===== Records =====

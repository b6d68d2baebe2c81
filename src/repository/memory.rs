//! In-memory libros repository.
//!
//! Mirrors the PostgreSQL repository's behavior, including the NotFound
//! errors, so handlers and services can be exercised without a database.

use std::collections::BTreeMap;

use async_trait::async_trait;
use tokio::sync::RwLock;

use super::LibrosRepository;
use crate::{
    error::{AppError, AppResult},
    models::{Libro, LibroFilter, LibroInput, LibroPatch},
};

#[derive(Debug, Default)]
struct Store {
    libros: BTreeMap<i32, Libro>,
    last_id: i32,
}

#[derive(Debug, Default)]
pub struct InMemoryLibrosRepository {
    store: RwLock<Store>,
}

impl InMemoryLibrosRepository {
    pub fn new() -> Self {
        Self::default()
    }

    /// Repository pre-filled with the given books, ids assigned in order
    pub fn with_libros(inputs: impl IntoIterator<Item = LibroInput>) -> Self {
        let mut store = Store::default();
        for input in inputs {
            store.insert(&input);
        }
        Self {
            store: RwLock::new(store),
        }
    }
}

impl Store {
    fn insert(&mut self, input: &LibroInput) -> Libro {
        // Ids are never reused, even after a delete
        self.last_id += 1;
        let libro = Libro {
            id: self.last_id,
            titulo: input.titulo.clone(),
            autor: input.autor.clone(),
            ano: input.ano,
        };
        self.libros.insert(libro.id, libro.clone());
        libro
    }
}

fn not_found(id: i32) -> AppError {
    AppError::NotFound(format!("Libro {} not found", id))
}

fn matches_filter(libro: &Libro, filter: &LibroFilter) -> bool {
    if let Some(author) = &filter.author {
        if !libro.autor.to_lowercase().contains(&author.to_lowercase()) {
            return false;
        }
    }
    if filter.year_from.is_some_and(|from| libro.ano < from) {
        return false;
    }
    if filter.year_to.is_some_and(|to| libro.ano > to) {
        return false;
    }
    true
}

#[async_trait]
impl LibrosRepository for InMemoryLibrosRepository {
    async fn list(&self, filter: &LibroFilter) -> AppResult<Vec<Libro>> {
        let store = self.store.read().await;
        let offset = usize::try_from(filter.offset.max(0)).unwrap_or(usize::MAX);
        let limit = usize::try_from(filter.limit.max(0)).unwrap_or(usize::MAX);

        Ok(store
            .libros
            .values()
            .filter(|libro| matches_filter(libro, filter))
            .skip(offset)
            .take(limit)
            .cloned()
            .collect())
    }

    async fn get_by_id(&self, id: i32) -> AppResult<Libro> {
        let store = self.store.read().await;
        store.libros.get(&id).cloned().ok_or_else(|| not_found(id))
    }

    async fn create(&self, input: &LibroInput) -> AppResult<Libro> {
        let mut store = self.store.write().await;
        Ok(store.insert(input))
    }

    async fn update(&self, id: i32, input: &LibroInput) -> AppResult<Libro> {
        let mut store = self.store.write().await;
        let libro = store.libros.get_mut(&id).ok_or_else(|| not_found(id))?;
        libro.titulo = input.titulo.clone();
        libro.autor = input.autor.clone();
        libro.ano = input.ano;
        Ok(libro.clone())
    }

    async fn patch(&self, id: i32, patch: &LibroPatch) -> AppResult<Libro> {
        let mut store = self.store.write().await;
        let libro = store.libros.get_mut(&id).ok_or_else(|| not_found(id))?;
        patch.apply_to(libro);
        Ok(libro.clone())
    }

    async fn delete(&self, id: i32) -> AppResult<()> {
        let mut store = self.store.write().await;
        store.libros.remove(&id).map(|_| ()).ok_or_else(|| not_found(id))
    }

    async fn ping(&self) -> AppResult<()> {
        Ok(())
    }
}
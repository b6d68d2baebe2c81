//! OpenAPI documentation

use axum::Router;
use utoipa::OpenApi;
use utoipa_swagger_ui::SwaggerUi;

use crate::api::{health, libros};

#[derive(OpenApi)]
#[openapi(
    info(
        title = "Libros API",
        version = "0.1.0",
        description = "Book catalog REST API"
    ),
    paths(
        // Health
        health::health_check,
        health::readiness_check,
        // Libros
        libros::list_libros,
        libros::get_libro,
        libros::create_libro,
        libros::update_libro,
        libros::patch_libro,
        libros::delete_libro,
    ),
    components(
        schemas(
            crate::models::Libro,
            crate::models::LibroInput,
            crate::models::LibroPatch,
            health::HealthResponse,
            crate::error::ErrorResponse,
        )
    ),
    tags(
        (name = "health", description = "Health check endpoints"),
        (name = "libros", description = "Book catalog management")
    )
)]
pub struct ApiDoc;

/// Create the OpenAPI documentation router
pub fn create_openapi_router() -> Router {
    Router::new()
        .merge(SwaggerUi::new("/swagger-ui").url("/api-docs/openapi.json", ApiDoc::openapi()))
}
//! # Store Adapter
//!
//! The seam between the actor runtime and the shared key-value store. All
//! I/O the runtime performs goes through the [`Store`] trait: list push/pop,
//! hash operations, atomic server-side scripts, and pub/sub. The adapter is
//! shared as `Arc<dyn Store>` across every actor in the process and must be
//! safe under concurrent use.
//!
//! Transport framing, connection pooling, and the serialization of values
//! are the backend's business; the runtime only ever sees opaque byte
//! strings.

use async_trait::async_trait;
use thiserror::Error;

mod memory;

pub use memory::MemoryStore;

/// Errors surfaced by store backends
#[derive(Error, Debug)]
pub enum StoreError {
    #[error("store connection failed: {0}")]
    Connection(String),

    #[error("script not supported by this backend")]
    UnsupportedScript,

    #[error("store operation failed: {0}")]
    Backend(String),
}

/// Overwrite policy for [`Store::hash_set`]
#[derive(Debug, Clone, Copy, PartialEq, Eq)]
pub enum SetMode {
    /// Replace any existing value at the field
    Overwrite,
    /// Only write when the field is absent
    IfAbsent,
}

/// Callback invoked with the raw payload of each published message
pub type NotificationCallback = Box<dyn Fn(&[u8]) + Send + Sync>;

/// RAII guard for an active subscription. Dropping it detaches the callback;
/// no notifications are delivered afterwards.
pub struct Subscription {
    detach: Option<Box<dyn FnOnce() + Send>>,
}

impl Subscription {
    pub fn new(detach: impl FnOnce() + Send + 'static) -> Self {
        Self {
            detach: Some(Box::new(detach)),
        }
    }
}

impl Drop for Subscription {
    fn drop(&mut self) {
        if let Some(detach) = self.detach.take() {
            detach();
        }
    }
}

/// Abstract interface over the key-value + pub/sub store backing every
/// mailbox.
///
/// Implementations must make `eval` atomic with respect to every other
/// operation on the same keys; the claim protocol depends on it.
#[async_trait]
pub trait Store: Send + Sync + 'static {
    /// Append a value at the tail of a list
    async fn list_push_tail(&self, key: &str, value: Vec<u8>) -> Result<(), StoreError>;

    /// Prepend a value at the head of a list
    async fn list_push_head(&self, key: &str, value: Vec<u8>) -> Result<(), StoreError>;

    /// Remove and return the value at the tail of a list
    async fn list_pop_tail(&self, key: &str) -> Result<Option<Vec<u8>>, StoreError>;

    /// Number of values in a list
    async fn list_len(&self, key: &str) -> Result<usize, StoreError>;

    /// Write a hash field, honoring the overwrite policy. Returns whether
    /// the write happened.
    async fn hash_set(
        &self,
        key: &str,
        field: &str,
        value: Vec<u8>,
        mode: SetMode,
    ) -> Result<bool, StoreError>;

    /// Read a hash field
    async fn hash_get(&self, key: &str, field: &str) -> Result<Option<Vec<u8>>, StoreError>;

    /// Delete a hash field. Returns whether the field existed.
    async fn hash_delete(&self, key: &str, field: &str) -> Result<bool, StoreError>;

    /// All fields and values of a hash
    async fn hash_entries(&self, key: &str) -> Result<Vec<(String, Vec<u8>)>, StoreError>;

    /// Execute a script atomically on the store
    async fn eval(
        &self,
        script: &str,
        keys: &[&str],
        args: &[&[u8]],
    ) -> Result<Option<Vec<u8>>, StoreError>;

    /// Publish a payload to every subscriber of a channel
    async fn publish(&self, channel: &str, payload: &[u8]) -> Result<(), StoreError>;

    /// Attach a callback to a channel. The callback runs for every publish
    /// until the returned [`Subscription`] is dropped.
    async fn subscribe(
        &self,
        channel: &str,
        callback: NotificationCallback,
    ) -> Result<Subscription, StoreError>;
}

=====

→ What is needed
Please state how many lines in the listing above hold the string "InMemoryLibrosRepository", and nothing more.

→ Written response
3